WORK REQUIRED:
Both the line below containing "self.resolve(event)" and the line containing "impl Default for", along with every line between them, should be repeated exactly; no other line belongs in the answer.

DATASET:

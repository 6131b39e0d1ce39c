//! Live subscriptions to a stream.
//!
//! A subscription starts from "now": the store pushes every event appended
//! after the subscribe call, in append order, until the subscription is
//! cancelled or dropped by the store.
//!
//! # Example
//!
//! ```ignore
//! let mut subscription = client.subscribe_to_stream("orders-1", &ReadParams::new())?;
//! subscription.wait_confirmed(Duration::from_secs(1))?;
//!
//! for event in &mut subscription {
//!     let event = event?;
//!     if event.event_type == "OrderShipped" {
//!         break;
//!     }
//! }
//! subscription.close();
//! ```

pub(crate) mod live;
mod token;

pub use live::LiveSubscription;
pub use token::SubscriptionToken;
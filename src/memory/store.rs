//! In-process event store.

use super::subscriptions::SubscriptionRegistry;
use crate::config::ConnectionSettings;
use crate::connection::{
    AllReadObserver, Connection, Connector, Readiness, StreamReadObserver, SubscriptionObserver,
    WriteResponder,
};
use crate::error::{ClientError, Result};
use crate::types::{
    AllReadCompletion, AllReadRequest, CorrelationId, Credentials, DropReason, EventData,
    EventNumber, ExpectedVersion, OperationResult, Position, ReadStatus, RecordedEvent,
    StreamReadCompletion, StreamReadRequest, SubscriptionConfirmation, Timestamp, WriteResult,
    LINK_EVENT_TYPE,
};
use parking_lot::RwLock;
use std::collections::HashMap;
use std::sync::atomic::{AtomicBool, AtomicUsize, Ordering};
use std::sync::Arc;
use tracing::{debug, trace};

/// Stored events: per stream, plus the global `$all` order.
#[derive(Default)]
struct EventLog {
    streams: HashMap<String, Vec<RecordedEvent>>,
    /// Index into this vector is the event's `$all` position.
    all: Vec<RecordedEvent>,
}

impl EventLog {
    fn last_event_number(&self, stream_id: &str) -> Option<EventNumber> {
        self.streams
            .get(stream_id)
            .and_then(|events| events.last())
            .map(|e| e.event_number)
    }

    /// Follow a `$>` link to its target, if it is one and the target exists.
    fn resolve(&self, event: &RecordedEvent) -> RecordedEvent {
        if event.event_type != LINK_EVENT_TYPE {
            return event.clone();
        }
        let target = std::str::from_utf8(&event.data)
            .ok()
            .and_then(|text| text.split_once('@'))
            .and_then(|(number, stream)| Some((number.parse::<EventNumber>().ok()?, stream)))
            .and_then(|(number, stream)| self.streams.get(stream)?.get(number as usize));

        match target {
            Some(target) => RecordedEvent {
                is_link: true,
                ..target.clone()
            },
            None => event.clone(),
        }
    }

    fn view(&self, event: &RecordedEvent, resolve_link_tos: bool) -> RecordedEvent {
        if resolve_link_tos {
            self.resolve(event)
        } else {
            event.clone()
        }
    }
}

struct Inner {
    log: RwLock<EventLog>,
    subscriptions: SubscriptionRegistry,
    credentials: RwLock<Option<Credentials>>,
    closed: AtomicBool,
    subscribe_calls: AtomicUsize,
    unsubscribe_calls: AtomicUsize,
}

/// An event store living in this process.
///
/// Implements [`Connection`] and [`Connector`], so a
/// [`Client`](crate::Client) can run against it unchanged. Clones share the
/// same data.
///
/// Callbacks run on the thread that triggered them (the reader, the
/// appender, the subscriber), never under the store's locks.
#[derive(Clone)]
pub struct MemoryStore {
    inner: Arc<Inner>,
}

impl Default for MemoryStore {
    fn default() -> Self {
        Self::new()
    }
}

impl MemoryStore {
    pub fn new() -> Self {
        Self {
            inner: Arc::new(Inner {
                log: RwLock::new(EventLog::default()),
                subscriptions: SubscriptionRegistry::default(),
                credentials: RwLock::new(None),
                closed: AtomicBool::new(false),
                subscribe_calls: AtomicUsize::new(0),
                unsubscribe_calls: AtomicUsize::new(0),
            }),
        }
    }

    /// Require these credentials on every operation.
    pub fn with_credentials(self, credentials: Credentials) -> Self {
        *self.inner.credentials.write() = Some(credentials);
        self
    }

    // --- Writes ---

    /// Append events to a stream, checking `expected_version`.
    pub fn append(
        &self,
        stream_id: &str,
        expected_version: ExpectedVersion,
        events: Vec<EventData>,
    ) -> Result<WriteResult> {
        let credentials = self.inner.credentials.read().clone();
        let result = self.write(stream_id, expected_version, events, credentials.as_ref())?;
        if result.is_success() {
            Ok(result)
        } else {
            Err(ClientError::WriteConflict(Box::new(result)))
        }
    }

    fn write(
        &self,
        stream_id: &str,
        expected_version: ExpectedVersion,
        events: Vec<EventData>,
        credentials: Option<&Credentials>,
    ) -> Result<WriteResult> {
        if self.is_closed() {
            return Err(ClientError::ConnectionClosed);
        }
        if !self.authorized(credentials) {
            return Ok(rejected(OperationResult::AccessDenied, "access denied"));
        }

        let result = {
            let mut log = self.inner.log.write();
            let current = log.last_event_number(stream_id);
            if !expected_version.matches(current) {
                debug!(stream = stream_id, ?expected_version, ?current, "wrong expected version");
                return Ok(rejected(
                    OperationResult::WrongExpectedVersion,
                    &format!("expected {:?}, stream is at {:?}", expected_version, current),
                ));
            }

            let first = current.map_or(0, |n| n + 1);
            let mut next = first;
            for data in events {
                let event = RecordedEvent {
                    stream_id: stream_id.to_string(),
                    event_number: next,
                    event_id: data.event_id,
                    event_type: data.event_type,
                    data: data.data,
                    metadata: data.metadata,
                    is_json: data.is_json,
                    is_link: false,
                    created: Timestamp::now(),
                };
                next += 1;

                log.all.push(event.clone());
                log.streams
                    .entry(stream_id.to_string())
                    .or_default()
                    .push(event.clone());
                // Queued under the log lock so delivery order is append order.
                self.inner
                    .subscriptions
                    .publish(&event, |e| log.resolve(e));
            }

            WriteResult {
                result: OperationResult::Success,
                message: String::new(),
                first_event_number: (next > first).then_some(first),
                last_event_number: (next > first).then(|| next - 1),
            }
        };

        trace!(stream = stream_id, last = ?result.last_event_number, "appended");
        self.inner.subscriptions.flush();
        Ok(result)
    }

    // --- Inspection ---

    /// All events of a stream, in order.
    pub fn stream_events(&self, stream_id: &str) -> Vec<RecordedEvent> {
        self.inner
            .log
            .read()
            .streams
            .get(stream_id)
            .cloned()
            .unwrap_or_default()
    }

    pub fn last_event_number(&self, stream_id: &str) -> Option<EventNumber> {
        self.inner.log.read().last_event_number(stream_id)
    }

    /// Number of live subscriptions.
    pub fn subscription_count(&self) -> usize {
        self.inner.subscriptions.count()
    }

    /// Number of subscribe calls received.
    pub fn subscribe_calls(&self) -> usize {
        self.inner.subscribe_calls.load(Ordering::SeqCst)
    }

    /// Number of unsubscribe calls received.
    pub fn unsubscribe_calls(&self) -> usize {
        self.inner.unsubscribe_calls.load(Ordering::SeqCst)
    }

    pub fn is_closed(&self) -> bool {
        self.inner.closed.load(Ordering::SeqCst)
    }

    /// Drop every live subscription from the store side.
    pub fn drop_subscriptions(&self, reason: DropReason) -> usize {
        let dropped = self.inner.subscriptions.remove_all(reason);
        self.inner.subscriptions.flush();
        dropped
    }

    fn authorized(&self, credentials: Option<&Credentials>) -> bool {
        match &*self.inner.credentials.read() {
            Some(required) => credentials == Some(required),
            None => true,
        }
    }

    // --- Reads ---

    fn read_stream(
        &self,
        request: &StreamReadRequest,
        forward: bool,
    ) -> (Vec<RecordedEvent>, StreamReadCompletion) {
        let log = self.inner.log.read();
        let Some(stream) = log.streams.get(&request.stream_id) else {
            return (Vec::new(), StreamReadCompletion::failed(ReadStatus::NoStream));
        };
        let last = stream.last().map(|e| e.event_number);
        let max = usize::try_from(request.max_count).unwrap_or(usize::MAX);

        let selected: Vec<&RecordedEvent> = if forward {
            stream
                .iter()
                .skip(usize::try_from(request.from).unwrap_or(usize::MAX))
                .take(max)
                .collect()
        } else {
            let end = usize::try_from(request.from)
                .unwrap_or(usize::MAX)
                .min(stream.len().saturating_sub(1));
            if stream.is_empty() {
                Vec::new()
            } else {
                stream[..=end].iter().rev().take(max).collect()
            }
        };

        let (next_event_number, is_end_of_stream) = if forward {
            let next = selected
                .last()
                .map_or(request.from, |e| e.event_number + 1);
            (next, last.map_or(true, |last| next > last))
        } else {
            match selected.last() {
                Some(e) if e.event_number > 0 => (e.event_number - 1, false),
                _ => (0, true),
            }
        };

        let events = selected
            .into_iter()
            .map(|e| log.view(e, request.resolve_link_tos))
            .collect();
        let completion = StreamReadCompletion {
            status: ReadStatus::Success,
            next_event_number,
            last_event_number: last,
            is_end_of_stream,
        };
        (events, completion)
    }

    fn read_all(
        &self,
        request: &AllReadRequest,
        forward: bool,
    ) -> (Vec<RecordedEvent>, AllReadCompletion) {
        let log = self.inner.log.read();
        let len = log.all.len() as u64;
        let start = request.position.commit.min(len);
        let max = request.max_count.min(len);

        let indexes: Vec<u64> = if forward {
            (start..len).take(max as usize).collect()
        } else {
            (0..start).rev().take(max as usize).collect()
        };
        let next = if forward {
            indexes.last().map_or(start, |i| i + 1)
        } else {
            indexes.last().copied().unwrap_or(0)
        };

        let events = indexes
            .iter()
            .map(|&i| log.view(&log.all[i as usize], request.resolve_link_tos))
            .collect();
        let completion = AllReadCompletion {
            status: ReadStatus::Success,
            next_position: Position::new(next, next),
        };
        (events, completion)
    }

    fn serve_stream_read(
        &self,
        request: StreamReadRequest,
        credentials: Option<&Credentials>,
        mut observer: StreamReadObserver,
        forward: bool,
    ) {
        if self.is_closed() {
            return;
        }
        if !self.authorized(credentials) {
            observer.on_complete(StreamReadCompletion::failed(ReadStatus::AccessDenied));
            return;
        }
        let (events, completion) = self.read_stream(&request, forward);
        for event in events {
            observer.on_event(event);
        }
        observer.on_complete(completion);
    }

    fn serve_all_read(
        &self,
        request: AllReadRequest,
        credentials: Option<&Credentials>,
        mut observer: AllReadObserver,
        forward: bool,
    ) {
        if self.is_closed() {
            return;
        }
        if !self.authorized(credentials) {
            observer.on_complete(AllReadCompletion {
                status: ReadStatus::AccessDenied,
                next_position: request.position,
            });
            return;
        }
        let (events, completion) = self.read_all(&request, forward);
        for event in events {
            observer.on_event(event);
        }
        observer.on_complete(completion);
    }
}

PROBLEM SOLUTION:
            self.resolve(event)
        } else {
            event.clone()
        }
    }
}

struct Inner {
    log: RwLock<EventLog>,
    subscriptions: SubscriptionRegistry,
    credentials: RwLock<Option<Credentials>>,
    closed: AtomicBool,
    subscribe_calls: AtomicUsize,
    unsubscribe_calls: AtomicUsize,
}

/// An event store living in this process.
///
/// Implements [`Connection`] and [`Connector`], so a
/// [`Client`](crate::Client) can run against it unchanged. Clones share the
/// same data.
///
/// Callbacks run on the thread that triggered them (the reader, the
/// appender, the subscriber), never under the store's locks.
#[derive(Clone)]
pub struct MemoryStore {
    inner: Arc<Inner>,
}

impl Default for MemoryStore {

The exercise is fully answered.